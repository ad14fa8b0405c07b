//! Map surface capability and an in-memory implementation.
//!
//! The renderer never talks to a concrete map library. It draws through
//! [`MapSurface`], which needs only two operations: add a tile layer and add a
//! styled polyline. [`MapCanvas`] records those calls in order and can export
//! them as a GeoJSON `FeatureCollection` or a standalone Leaflet page.

use std::sync::Arc;

use serde::{Deserialize, Serialize};
use serde_json::{json, Value};
use tokio::sync::Mutex;

use crate::error::Result;
use crate::geo_utils;
use crate::{Bounds, GpsPoint};

const OSM_TILE_URL: &str = "https://{s}.tile.openstreetmap.org/{z}/{x}/{y}.png";
const OSM_ATTRIBUTION: &str =
    "&copy; <a href=\"https://www.openstreetmap.org/copyright\">OpenStreetMap</a> contributors";

// ============================================================================
// Styling
// ============================================================================

/// A raster tile source.
#[derive(Debug, Clone, PartialEq, Serialize, Deserialize)]
pub struct TileLayer {
    /// URL template with `{s}`, `{z}`, `{x}` and `{y}` placeholders
    pub url: String,
    /// HTML attribution shown in the map corner
    pub attribution: String,
}

impl Default for TileLayer {
    fn default() -> Self {
        Self {
            url: OSM_TILE_URL.to_string(),
            attribution: OSM_ATTRIBUTION.to_string(),
        }
    }
}

/// Shape drawn where two segments of a line meet.
#[derive(Debug, Clone, Copy, PartialEq, Eq, Default, Serialize, Deserialize)]
#[serde(rename_all = "lowercase")]
pub enum LineJoin {
    #[default]
    Round,
    Miter,
    Bevel,
}

/// Visual style of a route overlay.
///
/// Field names serialize to Leaflet's path options (`lineJoin`, ...), so a
/// style can be handed to `L.polyline` unchanged.
#[derive(Debug, Clone, PartialEq, Serialize, Deserialize)]
#[serde(default, rename_all = "camelCase")]
pub struct LineStyle {
    pub color: String,
    /// Stroke width in pixels
    pub weight: f64,
    /// 0.0 (transparent) to 1.0 (opaque)
    pub opacity: f64,
    pub line_join: LineJoin,
}

impl Default for LineStyle {
    fn default() -> Self {
        Self {
            color: "green".to_string(),
            weight: 5.0,
            opacity: 0.7,
            line_join: LineJoin::Round,
        }
    }
}

// ============================================================================
// Surface
// ============================================================================

/// The drawing capabilities the renderer needs from a map.
pub trait MapSurface: Send {
    fn add_tile_layer(&mut self, layer: &TileLayer);

    /// Add one connected line through `coordinates`, in order.
    fn add_polyline(&mut self, coordinates: &[GpsPoint], style: &LineStyle);
}

/// A map surface shared between renderers. Overlays only ever accumulate.
pub type SharedSurface<M> = Arc<Mutex<M>>;

pub fn shared<M: MapSurface>(surface: M) -> SharedSurface<M> {
    Arc::new(Mutex::new(surface))
}

/// A recorded polyline.
#[derive(Debug, Clone, PartialEq)]
pub struct PolylineOverlay {
    pub coordinates: Vec<GpsPoint>,
    pub style: LineStyle,
}

/// Records every layer added to it, in call order.
#[derive(Debug, Clone, Default)]
pub struct MapCanvas {
    tile_layers: Vec<TileLayer>,
    overlays: Vec<PolylineOverlay>,
}

impl MapSurface for MapCanvas {
    fn add_tile_layer(&mut self, layer: &TileLayer) {
        self.tile_layers.push(layer.clone());
    }

    fn add_polyline(&mut self, coordinates: &[GpsPoint], style: &LineStyle) {
        self.overlays.push(PolylineOverlay {
            coordinates: coordinates.to_vec(),
            style: style.clone(),
        });
    }
}

impl MapCanvas {
    pub fn new() -> Self {
        Self::default()
    }

    pub fn tile_layers(&self) -> &[TileLayer] {
        &self.tile_layers
    }

    pub fn overlays(&self) -> &[PolylineOverlay] {
        &self.overlays
    }

    /// Bounds of every drawn route, `None` before anything is drawn.
    pub fn bounds(&self) -> Option<Bounds> {
        geo_utils::merge_bounds(self.overlays.iter().map(|o| o.coordinates.as_slice()))
    }

    /// Export the overlays as a GeoJSON `FeatureCollection`.
    ///
    /// Positions are `[lng, lat]`. A single-point route becomes a `Point`,
    /// an empty one a feature with a null geometry.
    pub fn to_feature_collection(&self) -> Value {
        let features: Vec<Value> = self
            .overlays
            .iter()
            .enumerate()
            .map(|(index, overlay)| {
                let line = geo_utils::to_line_string(&overlay.coordinates);
                let positions: Vec<[f64; 2]> = line.coords().map(|c| [c.x, c.y]).collect();
                let geometry = match positions.len() {
                    0 => Value::Null,
                    1 => json!({ "type": "Point", "coordinates": positions[0] }),
                    _ => json!({ "type": "LineString", "coordinates": positions }),
                };

                let mut properties = json!({
                    "index": index,
                    "color": overlay.style.color,
                    "weight": overlay.style.weight,
                    "opacity": overlay.style.opacity,
                    "lineJoin": overlay.style.line_join,
                    "distance_m": geo_utils::route_length(&overlay.coordinates),
                });
                if let Some(bounds) = Bounds::from_points(&overlay.coordinates) {
                    properties["bbox"] = json!(bounds.to_bbox());
                }

                json!({ "type": "Feature", "geometry": geometry, "properties": properties })
            })
            .collect();

        json!({ "type": "FeatureCollection", "features": features })
    }

    /// Render a self-contained HTML page drawing the recorded layers with Leaflet.
    ///
    /// The view is fitted to the drawn routes; with no routes it shows the world.
    pub fn to_leaflet_html(&self, title: &str) -> Result<String> {
        let routes: Vec<Value> = self
            .overlays
            .iter()
            .map(|o| {
                let latlngs: Vec<[f64; 2]> = o.coordinates.iter().map(GpsPoint::lat_lng).collect();
                json!({ "latlngs": latlngs, "style": o.style })
            })
            .collect();
        let bounds = self
            .bounds()
            .map(|b| json!([[b.min_lat, b.min_lng], [b.max_lat, b.max_lng]]));

        let data = json!({
            "tileLayers": self.tile_layers,
            "routes": routes,
            "bounds": bounds,
        });
        // Keep `</script>` inside string values from closing the script element
        let data = serde_json::to_string(&data)?.replace("</", "<\\/");

        Ok(LEAFLET_TEMPLATE
            .replace("__TITLE__", &escape_html(title))
            .replace("__DATA__", &data))
    }
}

fn escape_html(text: &str) -> String {
    let mut escaped = String::with_capacity(text.len());
    for c in text.chars() {
        match c {
            '&' => escaped.push_str("&amp;"),
            '<' => escaped.push_str("&lt;"),
            '>' => escaped.push_str("&gt;"),
            '"' => escaped.push_str("&quot;"),
            '\'' => escaped.push_str("&#39;"),
            _ => escaped.push(c),
        }
    }
    escaped
}

const LEAFLET_TEMPLATE: &str = r#"<!doctype html>
<html lang="en">
<head>
  <meta charset="utf-8" />
  <meta name="viewport" content="width=device-width, initial-scale=1.0" />
  <title>__TITLE__</title>
  <link rel="stylesheet" href="https://unpkg.com/leaflet@1.9.4/dist/leaflet.css" />
  <script src="https://unpkg.com/leaflet@1.9.4/dist/leaflet.js"></script>
  <style>html, body, #map { height: 100%; margin: 0; }</style>
</head>
<body>
  <div id="map"></div>
  <script>
    const data = __DATA__;
    const map = L.map('map');
    for (const layer of data.tileLayers) {
      L.tileLayer(layer.url, { attribution: layer.attribution }).addTo(map);
    }
    for (const route of data.routes) {
      L.polyline(route.latlngs, route.style).addTo(map);
    }
    if (data.bounds) {
      map.fitBounds(data.bounds);
    } else {
      map.setView([0, 0], 2);
    }
  </script>
</body>
</html>
"#;

#[cfg(test)]
mod tests {
    use super::*;

    fn reference_route() -> Vec<GpsPoint> {
        vec![
            GpsPoint::new(38.5, -120.2),
            GpsPoint::new(40.7, -120.95),
            GpsPoint::new(43.252, -126.453),
        ]
    }

    #[test]
    fn test_style_serializes_as_leaflet_options() {
        let value = serde_json::to_value(LineStyle::default()).unwrap();
        assert_eq!(
            value,
            json!({ "color": "green", "weight": 5.0, "opacity": 0.7, "lineJoin": "round" })
        );
    }

    #[test]
    fn test_canvas_records_in_order() {
        let mut canvas = MapCanvas::new();
        let style = LineStyle::default();
        canvas.add_tile_layer(&TileLayer::default());
        canvas.add_polyline(&reference_route(), &style);
        canvas.add_polyline(&[GpsPoint::new(37.77, -85.91765)], &style);

        assert_eq!(canvas.tile_layers().len(), 1);
        assert_eq!(canvas.overlays().len(), 2);
        assert_eq!(canvas.overlays()[0].coordinates, reference_route());

        let bounds = canvas.bounds().unwrap();
        assert_eq!(bounds.min_lat, 37.77);
        assert_eq!(bounds.max_lng, -85.91765);
    }

    #[test]
    fn test_feature_collection() {
        let mut canvas = MapCanvas::new();
        let style = LineStyle::default();
        canvas.add_polyline(&reference_route(), &style);
        canvas.add_polyline(&[GpsPoint::new(37.77, -85.91765)], &style);
        canvas.add_polyline(&[], &style);

        let fc = canvas.to_feature_collection();
        assert_eq!(fc["type"], "FeatureCollection");
        let features = fc["features"].as_array().unwrap();
        assert_eq!(features.len(), 3);

        let line = &features[0];
        assert_eq!(line["geometry"]["type"], "LineString");
        assert_eq!(line["geometry"]["coordinates"][0], json!([-120.2, 38.5]));
        assert_eq!(line["properties"]["bbox"], json!([-126.453, 38.5, -120.2, 43.252]));
        assert!(line["properties"]["distance_m"].as_f64().unwrap() > 500_000.0);

        assert_eq!(features[1]["geometry"]["type"], "Point");
        assert_eq!(features[1]["geometry"]["coordinates"], json!([-85.91765, 37.77]));

        assert!(features[2]["geometry"].is_null());
        assert!(features[2]["properties"].get("bbox").is_none());
    }

    #[test]
    fn test_leaflet_html() {
        let mut canvas = MapCanvas::new();
        canvas.add_tile_layer(&TileLayer::default());
        canvas.add_polyline(&reference_route(), &LineStyle::default());

        let html = canvas.to_leaflet_html("Rides <2024>").unwrap();
        assert!(html.contains("<title>Rides &lt;2024&gt;</title>"));
        assert!(html.contains("[38.5,-120.2]"));
        assert!(html.contains("\"lineJoin\":\"round\""));
        assert!(html.contains("tile.openstreetmap.org"));
        // The attribution link must not close the script element early
        assert!(!html.contains("</a>"));
        assert!(html.contains("<\\/a>"));
        assert!(!html.contains("__DATA__"));
    }

    #[test]
    fn test_leaflet_html_empty_canvas() {
        let html = MapCanvas::new().to_leaflet_html("empty").unwrap();
        assert!(html.contains("\"bounds\":null"));
        assert!(html.contains("\"routes\":[]"));
    }
}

-------

Description of the task >>
Pull out all lines from the entries above that include the word "openstreetmap".

Result of this task >>
const OSM_TILE_URL: &str = "https://{s}.tile.openstreetmap.org/{z}/{x}/{y}.png";
    "&copy; <a href=\"https://www.openstreetmap.org/copyright\">OpenStreetMap</a> contributors";
        assert!(html.contains("tile.openstreetmap.org"));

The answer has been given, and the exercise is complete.